Drug absorption in the intestine can occur by three possible ways:

• Passive diffusion of lipophilic drugs, though the membrane
• Passive diffusion of hydrophilic drugs, through pores and gap junctions
• Active transport of larger molecules by transport proteins

For most drugs, the main mechanism of absorption is by passive diffusion through the cell membranes. Paracellular junctions account for less than 0.01% of the total surface area, and these junctions become less and less permeable as one progresses from jejunum to colon.

What drug characteristics favour the active transport of drugs from the small intestine? Give examples.

Drugs will be transported actively if they resemble some "natural" substrate chemically. Eg.  methyldopa substitutes for L-dopa, and 5-fluorouracil substitutes for uracil.

Describe the time course of drug absorption from the gastrointestinal tract.

• In the normal population, intestinal transit time is usually quite consistent and largely unaffected by gastric emptying. For most people it will be some 2-6 hours.
• Peak effect is usually in 30 minutes

What are the problems with drug absorption from the colon?

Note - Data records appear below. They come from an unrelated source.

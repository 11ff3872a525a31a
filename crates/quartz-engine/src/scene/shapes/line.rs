use crate::coords::Vec2;
use crate::scene::{DrawCmd, DrawList, ZIndex};

use super::Stroke;

/// Straight segment draw payload. Ends are butt caps: the segment stops
/// exactly at its endpoints.
#[derive(Debug, Clone, PartialEq)]
pub struct LineCmd {
    pub from: Vec2,
    pub to: Vec2,
    pub stroke: Stroke,
}

impl DrawList {
    /// Records a stroked line segment.
    #[inline]
    pub fn push_line(&mut self, z: ZIndex, from: Vec2, to: Vec2, stroke: Stroke) {
        self.push(z, DrawCmd::Line(LineCmd { from, to, stroke }));
    }
}
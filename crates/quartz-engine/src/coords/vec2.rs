use core::ops::{Add, Mul, Neg, Sub};

/// 2D vector in logical pixels.
#[derive(Debug, Copy, Clone, Default, PartialEq)]
pub struct Vec2 {
    pub x: f32,
    pub y: f32,
}

impl Vec2 {
    #[inline]
    pub const fn new(x: f32, y: f32) -> Self {
        Self { x, y }
    }

    #[inline]
    pub const fn zero() -> Self {
        Self { x: 0.0, y: 0.0 }
    }

    /// Same value on both axes.
    #[inline]
    pub const fn splat(v: f32) -> Self {
        Self { x: v, y: v }
    }

    /// Unit vector at `degrees`, measured from +X and turning clockwise on screen.
    #[inline]
    pub fn from_angle_deg(degrees: f32) -> Self {
        let (sin, cos) = degrees.to_radians().sin_cos();
        Self::new(cos, sin)
    }

    #[inline]
    pub fn length(self) -> f32 {
        self.x.hypot(self.y)
    }

    #[inline]
    pub fn distance(self, other: Vec2) -> f32 {
        (self - other).length()
    }

    /// Smaller of the two components.
    #[inline]
    pub fn min_element(self) -> f32 {
        self.x.min(self.y)
    }

    #[inline]
    pub fn is_finite(self) -> bool {
        self.x.is_finite() && self.y.is_finite()
    }
}

impl Add for Vec2 {
    type Output = Vec2;
    #[inline]
    fn add(self, rhs: Vec2) -> Vec2 {
        Vec2::new(self.x + rhs.x, self.y + rhs.y)
    }
}

impl Sub for Vec2 {
    type Output = Vec2;
    #[inline]
    fn sub(self, rhs: Vec2) -> Vec2 {
        Vec2::new(self.x - rhs.x, self.y - rhs.y)
    }
}

impl Mul<f32> for Vec2 {
    type Output = Vec2;
    #[inline]
    fn mul(self, rhs: f32) -> Vec2 {
        Vec2::new(self.x * rhs, self.y * rhs)
    }
}

impl Neg for Vec2 {
    type Output = Vec2;
    #[inline]
    fn neg(self) -> Vec2 {
        Vec2::new(-self.x, -self.y)
    }
}

#[cfg(test)]
mod tests {
    use super::*;

    fn close(a: f32, b: f32) -> bool {
        (a - b).abs() < 1e-5
    }

    #[test]
    fn angle_zero_points_right() {
        let v = Vec2::from_angle_deg(0.0);
        assert!(close(v.x, 1.0) && close(v.y, 0.0));
    }

    #[test]
    fn angle_90_points_down() {
        // +Y is down, so a quarter turn clockwise lands on 6 o'clock.
        let v = Vec2::from_angle_deg(90.0);
        assert!(close(v.x, 0.0) && close(v.y, 1.0));
    }

    #[test]
    fn angle_minus_90_points_up() {
        let v = Vec2::from_angle_deg(-90.0);
        assert!(close(v.x, 0.0) && close(v.y, -1.0));
    }

    #[test]
    fn length_and_distance() {
        assert_eq!(Vec2::new(3.0, 4.0).length(), 5.0);
        assert_eq!(Vec2::new(1.0, 1.0).distance(Vec2::new(4.0, 5.0)), 5.0);
    }

    #[test]
    fn min_element_picks_smaller_axis() {
        assert_eq!(Vec2::new(640.0, 480.0).min_element(), 480.0);
        assert_eq!(Vec2::new(10.0, f32::INFINITY).min_element(), 10.0);
    }
}
use quartz_engine::coords::{Rect, Vec2};
use quartz_engine::scene::DrawList;
use quartz_engine::text::{FontId, FontLoadError, FontSystem};
use quartz_engine::time::Scheduler;

use crate::constraints::Constraints;
use crate::painter::Painter;
use crate::widget::Element;

/// Top-level coordinator that owns shared resources across frames.
///
/// Owns the `FontSystem` and the `DrawList` that is refilled each frame by
/// [`frame`](Self::frame). The GPU renderers live in the application and
/// receive both.
pub struct UiScene {
    /// Public so the application can split-borrow it alongside `draw_list`
    /// when handing both to the engine renderer.
    pub font_system: FontSystem,
    /// Draw list populated by the most recent [`frame`](Self::frame) call.
    pub draw_list: DrawList,
}

impl UiScene {
    pub fn new() -> Self {
        Self { font_system: FontSystem::new(), draw_list: DrawList::new() }
    }

    /// Load a TrueType / OpenType font from raw bytes.
    pub fn load_font(&mut self, data: &[u8]) -> Result<FontId, FontLoadError> {
        self.font_system.load_font(data)
    }

    /// Measures and paints `root` over the whole viewport.
    ///
    /// The root persists across frames; redraw requests it posts go to
    /// `scheduler`. The returned list is valid until the next call.
    pub fn frame(
        &mut self,
        root: &mut Element,
        viewport: Vec2,
        scheduler: &Scheduler,
    ) -> &mut DrawList {
        self.draw_list.clear();

        // ── measure ───────────────────────────────────────────────────────
        // The root always occupies the full viewport; its measured size only
        // feeds the widget's own layout.
        let _ = root.measure(Constraints::loose(viewport));
        let rect = Rect::new(0.0, 0.0, viewport.x, viewport.y);

        // ── paint ─────────────────────────────────────────────────────────
        {
            let mut painter = Painter::new(&mut self.draw_list, scheduler);
            root.paint(&mut painter, rect);
        }

        log::trace!("ui frame: {} draw items", self.draw_list.len());
        &mut self.draw_list
    }
}

impl Default for UiScene {
    fn default() -> Self {
        Self::new()
    }
}
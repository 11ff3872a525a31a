//! Draw-stream renderers.
//!
//! `ShapeRenderer` covers circles and lines with one SDF pipeline;
//! `TextRenderer` covers text through a glyph atlas. Both walk the same
//! `DrawList` and pick out the commands they understand.

mod common;
mod shape;
mod text;

pub use shape::ShapeRenderer;
pub use text::TextRenderer;
use std::sync::Once;

/// Filter used when neither the config nor `RUST_LOG` provides one.
///
/// wgpu's internals are chatty at `info`; keep them at `warn`.
pub const DEFAULT_FILTER: &str = "info,wgpu_core=warn,wgpu_hal=warn,naga=warn";

/// Logger configuration.
///
/// `env_filter` follows the `env_logger` filter syntax (e.g. "info", "warn",
/// "quartz_ui=debug,wgpu=warn").
#[derive(Debug, Clone)]
pub struct LoggingConfig {
    pub env_filter: Option<String>,
    pub write_style: env_logger::WriteStyle,
    /// Prefix records with a millisecond timestamp.
    pub timestamps: bool,
}

impl Default for LoggingConfig {
    fn default() -> Self {
        Self {
            env_filter: None,
            write_style: env_logger::WriteStyle::Auto,
            timestamps: true,
        }
    }
}

impl LoggingConfig {
    /// Filter string that [`init_logging`] will apply, given the `RUST_LOG` value.
    fn resolve_filter(&self, rust_log: Option<String>) -> String {
        self.env_filter
            .clone()
            .or(rust_log)
            .unwrap_or_else(|| DEFAULT_FILTER.to_string())
    }
}

static INIT: Once = Once::new();

/// Initializes the global logger once.
///
/// Idempotent; subsequent calls are ignored. Call early in `main`.
pub fn init_logging(config: LoggingConfig) {
    INIT.call_once(|| {
        let filter = config.resolve_filter(std::env::var("RUST_LOG").ok());

        let mut builder = env_logger::Builder::new();
        builder.parse_filters(&filter);
        builder.write_style(config.write_style);
        if config.timestamps {
            builder.format_timestamp_millis();
        } else {
            builder.format_timestamp(None);
        }

        // Another logger may already be installed (tests, embedding hosts).
        if builder.try_init().is_err() {
            return;
        }

        log::debug!("logging initialized (filter: {filter})");
    });
}
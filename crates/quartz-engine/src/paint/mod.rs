//! Paint model shared between UI and renderers.
//!
//! Colors are linear-ish premultiplied RGBA; geometry types remain in `coords`.

pub mod color;

pub use color::Color;
use std::ops::Range;

use crate::render::shapes::{ShapeRenderer, TextRenderer};
use crate::render::{RenderCtx, RenderTarget};
use crate::scene::{DrawCmd, DrawList};
use crate::text::FontSystem;

#[derive(Debug, Copy, Clone, Eq, PartialEq)]
enum Pipeline {
    Shape,
    Text,
}

/// A contiguous range of instances drawn by one pipeline.
#[derive(Debug, Clone, PartialEq, Eq)]
struct Run {
    pipeline: Pipeline,
    instances: Range<u32>,
}

/// Appends `count` instances starting at `first`, merging with the last run
/// when it uses the same pipeline.
fn extend_runs(runs: &mut Vec<Run>, pipeline: Pipeline, first: u32, count: u32) {
    if count == 0 {
        return;
    }
    if let Some(last) = runs.last_mut()
        && last.pipeline == pipeline
        && last.instances.end == first
    {
        last.instances.end += count;
        return;
    }
    runs.push(Run { pipeline, instances: first..first + count });
}

/// Draws a whole `DrawList` in paint order within a single render pass.
///
/// Commands are routed to the shape or text renderer; consecutive commands
/// for the same renderer are batched into one instanced draw, so a text item
/// sorted between two circles is painted between them.
#[derive(Default)]
pub struct SceneRenderer {
    shapes: ShapeRenderer,
    text: TextRenderer,
    runs: Vec<Run>,
}

impl SceneRenderer {
    pub fn new() -> Self {
        Self::default()
    }

    pub fn render(
        &mut self,
        ctx: &RenderCtx<'_>,
        target: &mut RenderTarget<'_>,
        draw_list: &mut DrawList,
        fonts: &FontSystem,
    ) {
        self.shapes.begin();
        self.text.begin();
        self.runs.clear();

        for item in draw_list.iter_in_paint_order() {
            match &item.cmd {
                DrawCmd::Circle(cmd) => {
                    let first = self.shapes.queued();
                    let n = self.shapes.push_circle(cmd);
                    extend_runs(&mut self.runs, Pipeline::Shape, first, n);
                }
                DrawCmd::Line(cmd) => {
                    let first = self.shapes.queued();
                    let n = self.shapes.push_line(cmd);
                    extend_runs(&mut self.runs, Pipeline::Shape, first, n);
                }
                DrawCmd::Text(cmd) => {
                    let first = self.text.queued();
                    let n = self.text.push_text(ctx, fonts, cmd);
                    extend_runs(&mut self.runs, Pipeline::Text, first, n);
                }
            }
        }

        if self.runs.is_empty() {
            return;
        }

        self.shapes.prepare(ctx);
        self.text.prepare(ctx);

        let mut rpass = target.load_pass("quartz scene pass");
        for run in &self.runs {
            match run.pipeline {
                Pipeline::Shape => self.shapes.draw(&mut rpass, run.instances.clone()),
                Pipeline::Text => self.text.draw(&mut rpass, run.instances.clone()),
            }
        }
    }
}
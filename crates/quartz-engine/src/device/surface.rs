use winit::dpi::PhysicalSize;

pub(crate) fn choose_surface_format(
    caps: &wgpu::SurfaceCapabilities,
    prefer_srgb: bool,
) -> Option<wgpu::TextureFormat> {
    let first = caps.formats.first().copied()?;

    if prefer_srgb {
        let srgb = caps.formats.iter().copied().find(|f| {
            matches!(f, wgpu::TextureFormat::Bgra8UnormSrgb | wgpu::TextureFormat::Rgba8UnormSrgb)
        });
        if srgb.is_some() {
            return srgb;
        }
    }

    Some(first)
}

pub(crate) fn choose_alpha_mode(
    caps: &wgpu::SurfaceCapabilities,
    requested: Option<wgpu::CompositeAlphaMode>,
) -> wgpu::CompositeAlphaMode {
    requested
        .filter(|m| caps.alpha_modes.contains(m))
        .or_else(|| caps.alpha_modes.first().copied())
        .unwrap_or(wgpu::CompositeAlphaMode::Auto)
}

/// Applies a new drawable size. Zero-area sizes are recorded but not configured,
/// since wgpu rejects a 0x0 surface; the next non-zero resize catches up.
pub(crate) fn apply_resize(
    surface: &wgpu::Surface,
    device: &wgpu::Device,
    config: &mut wgpu::SurfaceConfiguration,
    size: &mut PhysicalSize<u32>,
    new_size: PhysicalSize<u32>,
) {
    *size = new_size;
    if new_size.width == 0 || new_size.height == 0 {
        return;
    }

    config.width = new_size.width;
    config.height = new_size.height;
    surface.configure(device, config);
}
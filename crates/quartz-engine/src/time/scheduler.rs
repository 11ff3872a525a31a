use std::cell::RefCell;
use std::rc::{Rc, Weak};
use std::time::{Duration, Instant};

/// Delayed redraw requests for one window.
///
/// Widgets post a deadline and keep the returned [`TimerHandle`]; the runtime
/// sleeps until [`next_deadline`](Self::next_deadline) and redraws once
/// [`take_due`](Self::take_due) reports that something fired.
///
/// Cloning is cheap and shares the same queue. The scheduler is confined to
/// the event-loop thread.
#[derive(Debug, Clone, Default)]
pub struct Scheduler {
    queue: Rc<RefCell<TimerQueue>>,
}

#[derive(Debug, Default)]
struct TimerQueue {
    next_id: u64,
    pending: Vec<Pending>,
}

#[derive(Debug, Copy, Clone)]
struct Pending {
    id: u64,
    deadline: Instant,
}

impl TimerQueue {
    fn remove(&mut self, id: u64) -> bool {
        let before = self.pending.len();
        self.pending.retain(|p| p.id != id);
        self.pending.len() != before
    }

    fn contains(&self, id: u64) -> bool {
        self.pending.iter().any(|p| p.id == id)
    }
}

impl Scheduler {
    pub fn new() -> Self {
        Self::default()
    }

    /// Requests a redraw `delay` from now.
    #[must_use = "dropping the handle cancels the request"]
    pub fn post_delayed(&self, delay: Duration) -> TimerHandle {
        self.post_at(Instant::now() + delay)
    }

    /// Requests a redraw at `deadline`.
    #[must_use = "dropping the handle cancels the request"]
    pub fn post_at(&self, deadline: Instant) -> TimerHandle {
        let mut q = self.queue.borrow_mut();
        let id = q.next_id;
        q.next_id = q.next_id.wrapping_add(1);
        q.pending.push(Pending { id, deadline });

        TimerHandle { id, deadline, queue: Rc::downgrade(&self.queue) }
    }

    /// Earliest pending deadline, if any.
    pub fn next_deadline(&self) -> Option<Instant> {
        self.queue.borrow().pending.iter().map(|p| p.deadline).min()
    }

    /// Removes every request due at or before `now` and returns how many fired.
    pub fn take_due(&self, now: Instant) -> usize {
        let mut q = self.queue.borrow_mut();
        let before = q.pending.len();
        q.pending.retain(|p| p.deadline > now);
        before - q.pending.len()
    }

    /// Number of requests still waiting.
    pub fn pending(&self) -> usize {
        self.queue.borrow().pending.len()
    }
}

/// Owner's side of a posted redraw request.
///
/// Dropping the handle cancels the request if it has not fired yet. A handle
/// that outlives its [`Scheduler`] is inert.
#[derive(Debug)]
pub struct TimerHandle {
    id: u64,
    deadline: Instant,
    queue: Weak<RefCell<TimerQueue>>,
}

impl TimerHandle {
    /// When the request is (or was) due.
    pub fn deadline(&self) -> Instant {
        self.deadline
    }

    /// `true` while the request is queued and has neither fired nor been cancelled.
    pub fn is_pending(&self) -> bool {
        self.queue
            .upgrade()
            .is_some_and(|q| q.borrow().contains(self.id))
    }

    /// Withdraws the request. Returns `true` if it was still pending.
    pub fn cancel(self) -> bool {
        self.withdraw()
    }

    fn withdraw(&self) -> bool {
        match self.queue.upgrade() {
            Some(q) => q.borrow_mut().remove(self.id),
            None => false,
        }
    }
}

impl Drop for TimerHandle {
    fn drop(&mut self) {
        self.withdraw();
    }
}

#[cfg(test)]
mod tests {
    use super::*;

    #[test]
    fn post_then_fire() {
        let sched = Scheduler::new();
        let t0 = Instant::now();
        let handle = sched.post_at(t0 + Duration::from_millis(1000));

        assert_eq!(sched.next_deadline(), Some(t0 + Duration::from_millis(1000)));
        assert_eq!(sched.take_due(t0 + Duration::from_millis(999)), 0);
        assert!(handle.is_pending());

        assert_eq!(sched.take_due(t0 + Duration::from_millis(1000)), 1);
        assert!(!handle.is_pending());
        assert_eq!(sched.next_deadline(), None);
    }

    #[test]
    fn cancel_removes_request() {
        let sched = Scheduler::new();
        let handle = sched.post_delayed(Duration::from_secs(1));
        assert_eq!(sched.pending(), 1);
        assert!(handle.cancel());
        assert_eq!(sched.pending(), 0);
    }

    #[test]
    fn drop_cancels_request() {
        let sched = Scheduler::new();
        {
            let _handle = sched.post_delayed(Duration::from_secs(1));
            assert_eq!(sched.pending(), 1);
        }
        assert_eq!(sched.pending(), 0);
    }

    #[test]
    fn dropping_a_fired_handle_leaves_others_alone() {
        let sched = Scheduler::new();
        let t0 = Instant::now();
        let early = sched.post_at(t0);
        let late = sched.post_at(t0 + Duration::from_secs(1));

        assert_eq!(sched.take_due(t0), 1);
        drop(early);
        assert_eq!(sched.pending(), 1);
        assert!(late.is_pending());
    }

    #[test]
    fn replacing_a_handle_keeps_one_request() {
        let sched = Scheduler::new();
        let mut slot = Some(sched.post_delayed(Duration::from_secs(1)));
        for _ in 0..5 {
            slot = Some(sched.post_delayed(Duration::from_secs(1)));
        }
        assert!(slot.is_some());
        assert_eq!(sched.pending(), 1);
    }

    #[test]
    fn handle_outliving_scheduler_is_inert() {
        let sched = Scheduler::new();
        let handle = sched.post_delayed(Duration::from_secs(1));
        drop(sched);
        assert!(!handle.is_pending());
        assert!(!handle.cancel());
    }

    #[test]
    fn next_deadline_is_earliest() {
        let sched = Scheduler::new();
        let t0 = Instant::now();
        let _a = sched.post_at(t0 + Duration::from_secs(3));
        let _b = sched.post_at(t0 + Duration::from_secs(1));
        let _c = sched.post_at(t0 + Duration::from_secs(2));
        assert_eq!(sched.next_deadline(), Some(t0 + Duration::from_secs(1)));
    }
}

• Surface area is small (5m²)
• Solid stool make diffusion difficult
• Concentration is usually low, as most of the drug has already been absorbed
• Gut bacteria are more numerous, and transit time is slower (i.e. bacterial metabolism is more prevalent)

How does gut microflora affect drug absorption? Give examples.

• Decreased availability or deactivation of the drug, by...
  • Metabolism into inactive metabolites
  • Sequestration in bacterial organisms
  • Chelation by bacterial wall components
  • Competition for intestinal absorption with bacterial metabolites
• Increased availability or activation of the drug, by...
  • Metabolism of inactive precursor into active metabolites
  • Change of ambient pH to enhance absorption
  • Metabolism into more easily absorbed forms

Sulphasalazine as a good example. The drug itself is completely inactive, but is metabolised by gut bacteria to produce sulphapyridine and 5-amino salicylic acid (which have a therapeutic effect).

What is "enterohepatic recirculation"?

• In the liver, a drug may be conjugated directly with glucuronic acid or sulphate.
• This conjugate is excreted in the bile.
• In the colon, the gut bacteria possess both glucuronidase and sulphatase enzymes.
• These bacteria split the conjugate from the drug molecule, thus liberating the unchanged drug
• The liberated drug can now be absorbed by the 5m² surface of the colon.